Moreover, the jobs in the alternative energy sector -- beyond construction workers hired temporarily to build or retrofit -- need a different set of skills than those who have been working in the traditional energy sector. An oil-rig operator can't become a wind operator overnight.
This brings me to the real issue at hand: The skill of the U.S. labor force.
A recent study of college graduates shows that for every U.S. student who earns an engineering degree, China graduates five. Never mind those engineers coming out of India, South Korea, and Japan.
The West is losing out on the skilled labor needed for future growth not because we aren't investing in alternative energy -- we are -- because we aren't investing in education.

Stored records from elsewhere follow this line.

#[cfg(test)]
mod tests {
    use super::*;
    use enoch_eph::AnalyticEphemeris;

    fn geo() -> GeoCoordinate {
        GeoCoordinate::new(0.0, 0.0).unwrap()
    }

    #[test]
    fn month_table_round_trip() {
        for added in [false, true] {
            let max = year_length(added);
            for doy in 1..=max {
                let (m, d) = month_day_from_doy(doy, added).unwrap();
                assert_eq!(doy_from_month_day(m, d, added), Some(doy), "doy {doy}");
            }
        }
    }

    #[test]
    fn doy_365_is_month_12_day_32() {
        assert_eq!(month_day_from_doy(365, true).unwrap(), (12, 32));
        assert!(month_day_from_doy(365, false).is_err());
    }

    #[test]
    fn equinox_2025_matches_almanac() {
        // 2025 March equinox: 2025-03-20 09:01 UT.
        let eph = AnalyticEphemeris::new();
        let eq = march_equinox_exact(&eph, 2025).unwrap();
        let expected = calendar_to_jd(2025, 3, 20.0 + 9.02 / 24.0);
        assert!((eq - expected).abs() < 0.05, "eq = {eq}, expected = {expected}");
    }

    #[test]
    fn approx_equinox_is_fixed_offset() {
        let eq = march_equinox_approx(2025);
        let (y, m, d) = jd_to_calendar(eq);
        assert_eq!((y, m), (2025, 3));
        assert!((d - (20.0 + (21.0 + 24.0 / 60.0) / 24.0)).abs() < 1e-9);
    }

    #[test]
    fn start_boundary_is_wednesday_near_equinox_2025() {
        let eph = AnalyticEphemeris::new();
        let mut q = QualityLog::new();
        let t = calendar_to_jd(2025, 3, 19.0);
        // 2025-03-19 00:00 precedes the year start, so the epoch is the prior year;
        // probe with a date safely inside Enoch 5996 instead.
        let t_inside = calendar_to_jd(2025, 4, 19.0);
        let epoch = resolve_epoch(&eph, t_inside, &geo(), false, &mut q);
        assert_eq!(epoch.year, 5996);
        assert!(!epoch.approx);
        assert_eq!(weekday_index(epoch.start_jd), wednesday_index());
        // Start within 4 days of the equinox.
        let eq = march_equinox_exact(&eph, 2025).unwrap();
        assert!((epoch.start_jd - eq).abs() < 4.0);
        // The earlier instant resolves to the previous year.
        let prev = resolve_epoch(&eph, t, &geo(), false, &mut q);
        assert_eq!(prev.year, 5995);
    }

    #[test]
    fn epoch_monotonicity_exact() {
        let eph = AnalyticEphemeris::new();
        let mut q = QualityLog::new();
        for year in 2020..2030 {
            let t = calendar_to_jd(year, 6, 1.0);
            let e = resolve_epoch(&eph, t, &geo(), false, &mut q);
            let t_next = calendar_to_jd(year + 1, 6, 1.0);
            let e_next = resolve_epoch(&eph, t_next, &geo(), false, &mut q);
            let span = (e_next.start_jd - e.start_jd).round() as i64;
            assert!(span == 364 || span == 371, "year {year}: span = {span}");
            assert_eq!(e.added_week, span == 371, "year {year}");
        }
    }

    #[test]
    fn epoch_monotonicity_approx() {
        let eph = AnalyticEphemeris::new();
        for year in 2020..2030 {
            let mut q = QualityLog::new();
            let t = calendar_to_jd(year, 6, 1.0);
            let e = resolve_epoch(&eph, t, &geo(), true, &mut q);
            assert!(e.approx);
            assert_eq!(q.quality(), "approx");
            let t_next = calendar_to_jd(year + 1, 6, 1.0);
            let e_next = resolve_epoch(&eph, t_next, &geo(), true, &mut q);
            let span = (e_next.start_jd - e.start_jd).round() as i64;
            assert!(span == 364 || span == 371, "year {year}: span = {span}");
        }
    }

    #[test]
    fn approx_path_starts_one_day_before_exact() {
        // The documented Tuesday/Wednesday asymmetry between paths.
        let eph = AnalyticEphemeris::new();
        let mut q = QualityLog::new();
        let t = calendar_to_jd(2025, 6, 1.0);
        let exact = resolve_epoch(&eph, t, &geo(), false, &mut q);
        let approx = resolve_epoch(&eph, t, &geo(), true, &mut q);
        let shift = exact.start_jd - approx.start_jd;
        assert!((shift - 1.0).abs() < 0.1, "shift = {shift}");
    }

    #[test]
    fn march_19_2025_belongs_to_5996_on_approx_path() {
        // The approximate path's Tuesday start puts 2025-03-19T00:00Z just
        // inside the year anchored at the 2025 equinox.
        let eph = AnalyticEphemeris::new();
        let mut q = QualityLog::new();
        let t = calendar_to_jd(2025, 3, 19.0);
        let e = resolve_epoch(&eph, t, &geo(), true, &mut q);
        assert_eq!(e.year, 5996);
        let eq = march_equinox_approx(2025);
        assert!((e.start_jd - eq).abs() < 4.0);
        assert!(!q.reasons().is_empty());
    }

    #[test]
    fn day_of_year_round_trip() {
        let eph = AnalyticEphemeris::new();
        let mut q = QualityLog::new();
        let t = calendar_to_jd(2025, 6, 1.0);
        let epoch = resolve_epoch(&eph, t, &geo(), false, &mut q);
        let d1 = enoch_date_at(&epoch, epoch.start_jd + 0.01).unwrap();
        assert_eq!(d1.day_of_year, 1);
        assert_eq!((d1.month, d1.day), (1, 1));
        let d364 = enoch_date_at(&epoch, epoch.start_jd + 363.5).unwrap();
        assert_eq!(d364.day_of_year, 364);
        assert!(!d364.added_week);
    }

    #[test]
    fn date_outside_year_is_error() {
        let epoch = EnochEpoch {
            year: 5996,
            start_jd: 2_460_754.0,
            next_start_jd: 2_460_754.0 + 364.0,
            start_civil_year: 2025,
            added_week: false,
            approx: false,
        };
        assert!(enoch_date_at(&epoch, epoch.start_jd - 1.0).is_err());
        assert!(enoch_date_at(&epoch, epoch.start_jd + 365.0).is_err());
    }

    #[test]
    fn closing_sliver_maps_to_the_last_day() {
        // The next year's start sunset can land later in the day than this
        // year's, leaving a sliver past start + 364/371 that still belongs
        // to the final day.
        let eph = AnalyticEphemeris::new();
        for lat in [0.0, 40.0, 60.0, -35.0] {
            let g = GeoCoordinate::new(lat, 0.0).unwrap();
            for year in 2025..2031 {
                let mut q = QualityLog::new();
                let t = calendar_to_jd(year, 6, 1.0);
                let epoch = resolve_epoch(&eph, t, &g, false, &mut q);
                let sliver = epoch.next_start_jd - 1e-4;
                let d = enoch_date_at(&epoch, sliver)
                    .unwrap_or_else(|e| panic!("lat {lat} year {year}: {e}"));
                assert_eq!(d.day_of_year, year_length(epoch.added_week), "lat {lat} year {year}");
                assert_eq!(d.month, 12, "lat {lat} year {year}");
                // The instant at the boundary itself belongs to the next year.
                assert!(enoch_date_at(&epoch, epoch.next_start_jd + 1.0).is_err());
            }
        }
    }

    #[test]
    fn bce_epoch_resolves_via_approx() {
        let eph = AnalyticEphemeris::new();
        let mut q = QualityLog::new();
        let t = calendar_to_jd(-200, 6, 1.0);
        let e = resolve_epoch(&eph, t, &geo(), true, &mut q);
        assert_eq!(e.year, ANCHOR_ENOCH_YEAR + (-200 - ANCHOR_CIVIL_YEAR));
        assert!(e.start_jd <= t);
    }
}
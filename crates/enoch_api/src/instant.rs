//! Single-instant query: planet positions plus the Enoch date.

use std::collections::BTreeMap;

use enoch_core::{QualityLog, SunMoonSampler, UT_TO_TT_DAYS, enoch_date_at, resolve_epoch};
use enoch_eph::{Body, Ephemeris, houses};

use crate::error::ApiError;
use crate::request::InstantRequest;
use crate::response::{HousesData, InstantResponse, PlanetPosition};

/// Resolve one instant to planet positions and an Enoch date.
pub fn instant_query(
    eph: &dyn Ephemeris,
    req: &InstantRequest,
) -> Result<InstantResponse, ApiError> {
    let jd = req.instant_jd()?;
    let geo = req.geo()?;

    let mut quality = QualityLog::new();
    if let Err(e) = eph.ensure_initialized() {
        quality.note_approx(format!("ephemeris initialization failed: {e}"));
    }

    let sampler = SunMoonSampler::new(eph);
    let jd_tt = jd + UT_TO_TT_DAYS;

    let mut planets = BTreeMap::new();
    for body in Body::ALL {
        match eph.ecliptic(body, jd_tt) {
            Ok(c) => {
                planets.insert(
                    body.name(),
                    PlanetPosition {
                        longitude: c.lon_deg,
                        latitude: c.lat_deg,
                        distance: c.distance_km,
                    },
                );
            }
            Err(e) if body.is_luminary() => {
                // The synodic model still gives a longitude for these two.
                let state = sampler.state(jd);
                let longitude = if body == Body::Sun {
                    state.sun_lon_deg
                } else {
                    state.moon_lon_deg
                };
                quality.note_approx(format!("{body} position from synodic fallback: {e}"));
                planets.insert(
                    body.name(),
                    PlanetPosition {
                        longitude,
                        latitude: 0.0,
                        distance: state.moon_distance_km.unwrap_or(0.0),
                    },
                );
            }
            Err(e) => {
                quality.note_approx(format!("{body} position unavailable: {e}"));
            }
        }
    }

    let cusps = houses::house_cusps(jd, &geo);
    if !cusps.placidus {
        quality.note_approx("placidus arcs undefined at this latitude, equal house cusps used");
    }
    let houses_data = HousesData::from(cusps);

    let epoch = resolve_epoch(eph, jd, &geo, req.approx, &mut quality);
    let enoch = enoch_date_at(&epoch, jd)?;

    Ok(InstantResponse {
        julian_day: jd,
        planets,
        enoch: enoch.into(),
        houses_data,
        quality: quality.quality(),
        quality_reasons: quality.reasons(),
    })
}

#[cfg(test)]
mod tests {
    use super::*;
    use enoch_eph::AnalyticEphemeris;

    fn req(datetime: &str) -> InstantRequest {
        InstantRequest {
            datetime: datetime.to_string(),
            latitude: 0.0,
            longitude: 0.0,
            timezone: "UTC".to_string(),
            approx: false,
        }
    }

    #[test]
    fn all_ten_bodies_present() {
        let eph = AnalyticEphemeris::new();
        let resp = instant_query(&eph, &req("2025-06-01T12:00:00Z")).unwrap();
        assert_eq!(resp.planets.len(), 10);
        assert_eq!(resp.quality, "full");
        for (name, p) in &resp.planets {
            assert!((0.0..360.0).contains(&p.longitude), "{name}: {}", p.longitude);
            assert!(p.distance > 0.0, "{name}");
        }
    }

    #[test]
    fn enoch_date_matches_year_anchor() {
        let eph = AnalyticEphemeris::new();
        let resp = instant_query(&eph, &req("2025-06-01T12:00:00Z")).unwrap();
        assert_eq!(resp.enoch.year, 5996);
        assert!((1..=12).contains(&resp.enoch.month));
        assert!(!resp.enoch.added_week);
    }

    #[test]
    fn bad_datetime_is_rejected() {
        let eph = AnalyticEphemeris::new();
        let err = instant_query(&eph, &req("not-a-date")).unwrap_err();
        assert_eq!(err.status_class(), 400);
    }

    #[test]
    fn houses_block_is_present_on_the_wire() {
        let eph = AnalyticEphemeris::new();
        let mut r = req("2025-04-19T12:00:00Z");
        r.latitude = 40.0;
        r.longitude = -3.0;
        let resp = instant_query(&eph, &r).unwrap();
        assert_eq!(resp.houses_data.houses.len(), 12);
        assert_eq!(resp.houses_data.system, "placidus");
        assert_eq!(resp.houses_data.houses[0].degree, resp.houses_data.ascendant.degree);
        assert_eq!(resp.houses_data.houses[9].degree, resp.houses_data.midheaven.degree);
        for c in &resp.houses_data.houses {
            assert!((0.0..30.0).contains(&c.position), "house {}: {}", c.house, c.position);
        }

        let json = serde_json::to_string(&resp).unwrap();
        assert!(json.contains("\"houses_data\""));
        assert!(json.contains("\"ascendant\""));
        assert!(json.contains("\"midheaven\""));
    }

    #[test]
    fn polar_houses_degrade_to_equal_with_a_reason() {
        let eph = AnalyticEphemeris::new();
        let mut r = req("2025-04-19T12:00:00Z");
        r.latitude = 85.0;
        let resp = instant_query(&eph, &r).unwrap();
        assert_eq!(resp.houses_data.system, "equal");
        assert_eq!(resp.quality, "approx");
        assert!(resp.quality_reasons.iter().any(|m| m.contains("equal house")));
    }

    #[test]
    fn forced_approx_reports_quality() {
        let eph = AnalyticEphemeris::new();
        let mut r = req("2025-06-01T12:00:00Z");
        r.approx = true;
        let resp = instant_query(&eph, &r).unwrap();
        assert_eq!(resp.quality, "approx");
        assert!(!resp.quality_reasons.is_empty());
    }
}
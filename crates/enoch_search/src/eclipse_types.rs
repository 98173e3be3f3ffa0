//! Types for eclipse search results.

use serde::Serialize;

/// Lunar eclipse classification.
#[derive(Debug, Clone, Copy, PartialEq, Eq, Serialize)]
#[serde(rename_all = "snake_case")]
pub enum LunarEclipseKind {
    Penumbral,
    Partial,
    Total,
}

/// Geocentric solar eclipse classification.
#[derive(Debug, Clone, Copy, PartialEq, Eq, Serialize)]
#[serde(rename_all = "snake_case")]
pub enum SolarEclipseKind {
    Partial,
    Annular,
    Total,
}

/// A lunar eclipse at a full moon.
#[derive(Debug, Clone, Copy, PartialEq, Serialize)]
pub struct LunarEclipse {
    pub kind: LunarEclipseKind,
    /// Greatest eclipse instant (JD UT), the refined full moon.
    pub jd: f64,
    /// Umbral magnitude (fraction of the lunar diameter inside the umbra).
    pub umbral_magnitude: f64,
    /// Penumbral magnitude.
    pub penumbral_magnitude: f64,
    /// Moon's ecliptic latitude at greatest eclipse (deg).
    pub moon_lat_deg: f64,
}

/// A geocentric solar eclipse at a new moon.
#[derive(Debug, Clone, Copy, PartialEq, Serialize)]
pub struct SolarEclipse {
    pub kind: SolarEclipseKind,
    /// Greatest eclipse instant (JD UT), the refined new moon.
    pub jd: f64,
    /// Lunar/solar diameter ratio for central kinds, covered fraction of
    /// the solar diameter for partials.
    pub magnitude: f64,
    /// Moon's ecliptic latitude at greatest eclipse (deg).
    pub moon_lat_deg: f64,
}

Although the beginning of the article sounded like the majority of articles out there criticizing the green job agenda, the main point—the lack of educated labor force in the United States—is a valid and good point, a new one in the discourse that has grown stale with the same arguments on both sides. The article continues:
Sam Newell, a job recruiter for RenewableEnergyJobs.com, writing on the Climate Change Corp. website, says: "Unless the number of students taking science, engineering, technology and math base qualifications in the Western world increases dramatically, this skills shortage will become even more apparent and constraining for businesses.
"It is beginning to look untenable that the new green-collar jobs can be made available only to domestic applicants -- in line with [President Barack] Obama's plans of creating jobs that cannot be outsourced -- due to the engineering skills shortage. If we fail to address the lack of available, qualified and appropriately skilled workers, talk of millions of new jobs being filled within the renewable energy sector is likely to remain just talk," Newell went on to say.
What a powerful argument, lets hope that someone hears it and the education of the work force will be changed from training the blue collar, to training engineers and other professionals who can truly be “green collar” in a meaningful way.